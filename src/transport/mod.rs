//! Transport layer consumed by the session controller
//!
//! The session only talks to a transport through [`Transport`], and only
//! creates one through [`Connector`]. The `mqtt` module provides the
//! rumqttc-backed implementation.

use crate::config::ClientConfig;
use crate::registry::MessageHandler;
use rumqttc::QoS;
use thiserror::Error;

pub mod mqtt;

/// Failure while waiting on a subscription acknowledgement
#[derive(Debug, Error)]
pub enum WaitError<E>
where
    E: std::error::Error + 'static,
{
    /// No acknowledgement arrived before the wait gave up
    #[error("acknowledgement wait did not complete")]
    Incomplete,
    /// The transport reported an error for the request
    #[error(transparent)]
    Failed(E),
}

/// Connected messaging client
///
/// Every operation resolves only once the transport has signalled completion
/// of the corresponding request.
#[async_trait::async_trait]
pub trait Transport: Send + Sync {
    type Error: std::error::Error + Send + Sync + 'static;

    /// Connect to the broker
    async fn connect(&mut self) -> Result<(), Self::Error>;

    /// Subscribe to a topic filter and route matching messages to `handler`
    async fn subscribe(
        &self,
        topic: &str,
        qos: QoS,
        handler: MessageHandler,
    ) -> Result<(), WaitError<Self::Error>>;

    /// Publish a payload to a topic
    async fn publish(
        &self,
        topic: &str,
        qos: QoS,
        retain: bool,
        payload: Vec<u8>,
    ) -> Result<(), Self::Error>;
}

/// Factory creating a transport from a client configuration
pub trait Connector: Send + Sync {
    type Transport: Transport;

    /// Instantiate an unconnected transport
    fn create(
        &self,
        config: &ClientConfig,
    ) -> Result<Self::Transport, <Self::Transport as Transport>::Error>;
}

/// Type alias for the MQTT transport
pub type MqttTransport = mqtt::MqttTransport;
◆ ◆ ◆ ◆ ◆ ◆ ◆
Directions for this task:
Among the entries above, locate the lines containing "the session controller" and "wait gave up", and transcribe exactly those two lines and all lines between.

Task response:
//! Transport layer consumed by the session controller
//!
//! The session only talks to a transport through [`Transport`], and only
//! creates one through [`Connector`]. The `mqtt` module provides the
//! rumqttc-backed implementation.

use crate::config::ClientConfig;
use crate::registry::MessageHandler;
use rumqttc::QoS;
use thiserror::Error;

pub mod mqtt;

/// Failure while waiting on a subscription acknowledgement
#[derive(Debug, Error)]
pub enum WaitError<E>
where
    E: std::error::Error + 'static,
{
    /// No acknowledgement arrived before the wait gave up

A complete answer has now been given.